DECEMBER 15, 2004

Tangled up in blue notes

Research into synaesthesia keeps advancing
— but would we even want a 'cure'?

Imagine listening to Miles Davis' Kind of Blue and seeing the musical notes as a beautiful cascade of colours. It may sound wonderful — but what if, also, every time you heard a vacuum cleaner you felt an itch between your toes? Welcome to the world of synaesthesia, a condition where so-called 'synaesthetes' perceive stimuli to one sense (like smell) simultaneously with one or more of the other senses (such as sight or hearing).

"Synaesthesia is a subjective experience so the only way to know about it is through what people tell us," says Dr Phil Merikle, a psychologist and co-director of the Synaesthesia Research Centre at the University of Waterloo. The most common form of synaesthesia is grapheme synaesthesia, where colours are associated with letters and digits. Seeing the letter "Q" might trigger a vision of green, while the number "5" might trigger a fuchsia explosion. For some synaesthetes, a specific sound — such as birds chirping outside the window — might cause them to see streaks of purple. For others, a word such as "poetry" might trigger the smell of bubble gum. While some synaesthetes literally experience these second senses, others only experience the association in their mind.
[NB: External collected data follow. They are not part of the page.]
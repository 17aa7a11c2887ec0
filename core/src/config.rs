/// Configuration management
use crate::error::{ChatError, Result};
use std::path::PathBuf;

const DEFAULT_EVENT_CAPACITY: usize = 64;
const DEFAULT_UPLOAD_CHUNK: usize = 64 * 1024;

/// Core configuration
#[derive(Debug, Clone)]
pub struct Config {
    /// Data directory for the embedded store (defaults to `.neighborly`)
    pub data_dir: PathBuf,

    /// Capacity of the store change feed and toast channels
    pub event_capacity: usize,

    /// Upload chunk size in bytes (controls progress granularity)
    pub upload_chunk_size: usize,
}

impl Default for Config {
    fn default() -> Self {
        Self {
            data_dir: PathBuf::from(".neighborly"),
            event_capacity: DEFAULT_EVENT_CAPACITY,
            upload_chunk_size: DEFAULT_UPLOAD_CHUNK,
        }
    }
}

impl Config {
    /// Create config from command line arguments
    pub fn from_args(args: &[String]) -> Result<Self> {
        let mut config = Self::default();

        let mut i = 1;
        while i < args.len() {
            match args[i].as_str() {
                "--data-dir" => {
                    let path = args.get(i + 1).ok_or_else(|| {
                        ChatError::Config("--data-dir requires a path argument".to_string())
                    })?;
                    config.data_dir = PathBuf::from(path);
                    i += 2;
                }
                "--event-capacity" => {
                    let n = args.get(i + 1).ok_or_else(|| {
                        ChatError::Config("--event-capacity requires a number".to_string())
                    })?;
                    config.event_capacity = n.parse::<usize>().map_err(|_| {
                        ChatError::Config("--event-capacity must be a positive number".to_string())
                    })?;
                    i += 2;
                }
                "--upload-chunk-size" => {
                    let n = args.get(i + 1).ok_or_else(|| {
                        ChatError::Config("--upload-chunk-size requires a byte count".to_string())
                    })?;
                    config.upload_chunk_size = n.parse::<usize>().map_err(|_| {
                        ChatError::Config(
                            "--upload-chunk-size must be a positive number".to_string(),
                        )
                    })?;
                    i += 2;
                }
                other => {
                    return Err(ChatError::Config(format!(
                        "Unknown argument: {} (usage: {} [--data-dir <path>] [--event-capacity <n>] [--upload-chunk-size <bytes>])",
                        other,
                        args.first().map(String::as_str).unwrap_or("core")
                    )));
                }
            }
        }

        // Env overrides (nice for scripts)
        if let Ok(dir) = std::env::var("NEIGHBORLY_DATA_DIR") {
            config.data_dir = PathBuf::from(dir);
        }
        if let Some(n) = std::env::var("NEIGHBORLY_EVENT_CAPACITY")
            .ok()
            .and_then(|s| s.parse::<usize>().ok())
        {
            config.event_capacity = n;
        }
        if let Some(n) = std::env::var("NEIGHBORLY_UPLOAD_CHUNK")
            .ok()
            .and_then(|s| s.parse::<usize>().ok())
        {
            config.upload_chunk_size = n;
        }

        Ok(config)
    }
}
As for what causes the condition, the jury is still out. "There is a lot of speculation right now," says Dr Merikle, who was once told by a synaesthete that his name made her taste peanut butter. One generally held belief is that the condition is rooted in a neurological anomaly. But some evidence suggests that synaesthesia can also be passed on genetically.

Dr Daphne Maurer, a psychologist at McMaster University, suggests we are all born with the condition, but our nervous system develops by "pruning" neurons and eventually separating our senses. Synaesthesia therefore develops when the pruning process is incomplete.
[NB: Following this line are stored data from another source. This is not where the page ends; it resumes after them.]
/// Messaging components: the reactive projections over the conversation
/// collection plus the open-or-create entry point.
pub mod index;
pub mod timeline;
pub mod unread;

pub use index::{ConversationEntry, ConversationIndex};
pub use timeline::{ConversationTimeline, ImageFile, UploadState};
pub use unread::{badge_content, counts_toward_badge, UnreadBadge, UnreadCounter};

use crate::error::Result;
use crate::model::{Conversation, UserProfile};
use crate::store::ConversationStore;
use tracing::info;

/// Returns the conversation between the two users, creating a fresh one
/// only when no conversation with that exact participant pair exists.
/// Starting a chat with the same person twice always lands in the same
/// thread.
pub async fn open_or_create_conversation(
    store: &dyn ConversationStore,
    me: &UserProfile,
    other: &UserProfile,
) -> Result<String> {
    let existing = store.conversations_for(&me.user_id).await?;
    if let Some(found) = existing
        .iter()
        .find(|c| c.is_between(&me.user_id, &other.user_id))
    {
        return Ok(found.id.clone());
    }

    let conversation = Conversation::new_pair(me, other, store.server_time());
    let id = store.create(conversation).await?;
    info!(
        "Created conversation {} between {} and {}",
        id, me.user_id, other.user_id
    );
    Ok(id)
}
/// Document-store seam: the external collaborator contracts consumed by
/// the messaging components.
///
/// Subscriptions are snapshot-based. The change feed only says that a
/// conversation changed; subscribers re-query and recompute their whole
/// derived output from the current data, so a lagged receiver loses
/// nothing but time. Reconnect/retry for a lost feed is the store's
/// concern, never the components'.
pub mod blob;
pub mod embedded;

use crate::error::Result;
use crate::model::{Conversation, Message, UserProfile};
use async_trait::async_trait;
use chrono::{DateTime, Utc};
use tokio::sync::broadcast;

pub use blob::{BlobStore, EmbeddedBlobStore};
pub use embedded::EmbeddedStore;

/// Change-feed notification, broadcast after every successful mutation.
#[derive(Debug, Clone)]
pub struct StoreEvent {
    pub conversation_id: String,
}

#[async_trait]
pub trait ConversationStore: Send + Sync {
    /// Single-document fetch.
    async fn get(&self, id: &str) -> Result<Option<Conversation>>;

    /// All conversations the user participates in, most recent first
    /// (by `last_message_time`; conversations with no messages sort last).
    async fn conversations_for(&self, user_id: &str) -> Result<Vec<Conversation>>;

    /// Persists a new conversation document and returns its id.
    async fn create(&self, conversation: Conversation) -> Result<String>;

    /// Atomic append+merge: pushes `message` and brings the summary
    /// fields (`last_message`, `last_message_time`, `last_message_from`,
    /// `last_message_seen_by` reset to just the sender, the sender's
    /// `last_read`) in line with it as one document mutation. Two
    /// near-simultaneous senders cannot interleave inside it.
    async fn append_message(&self, id: &str, message: Message) -> Result<()>;

    /// Advances the viewer's read markers: `last_read` to server time,
    /// membership in `last_message_seen_by`, and in-thread receipts
    /// (`Message::read`) for messages from the counterpart.
    async fn mark_seen(&self, id: &str, user_id: &str) -> Result<()>;

    /// Change feed; every mutation fires one event.
    fn subscribe(&self) -> broadcast::Receiver<StoreEvent>;

    /// Store-assigned clock. Every ordering-relevant timestamp comes
    /// from here, never from a client clock.
    fn server_time(&self) -> DateTime<Utc>;
}

/// One-off profile lookups (the `users` collection).
#[async_trait]
pub trait UserDirectory: Send + Sync {
    async fn get_user(&self, user_id: &str) -> Result<Option<UserProfile>>;
    async fn put_user(&self, profile: &UserProfile) -> Result<()>;
}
"Exactly what's [causing it] is where much research is going on," says Dr Elizabeth Pector, a synaesthete and family physician in Chicago. "We know there may be some association with attention deficit disorder or autistic disorders." But not everyone views synaesthesia as a problem to be cured.

"Some synaesthetes see it as more of a trait or a different way of seeing the world, rather than something that is to be treated or fixed," says Dr Pector.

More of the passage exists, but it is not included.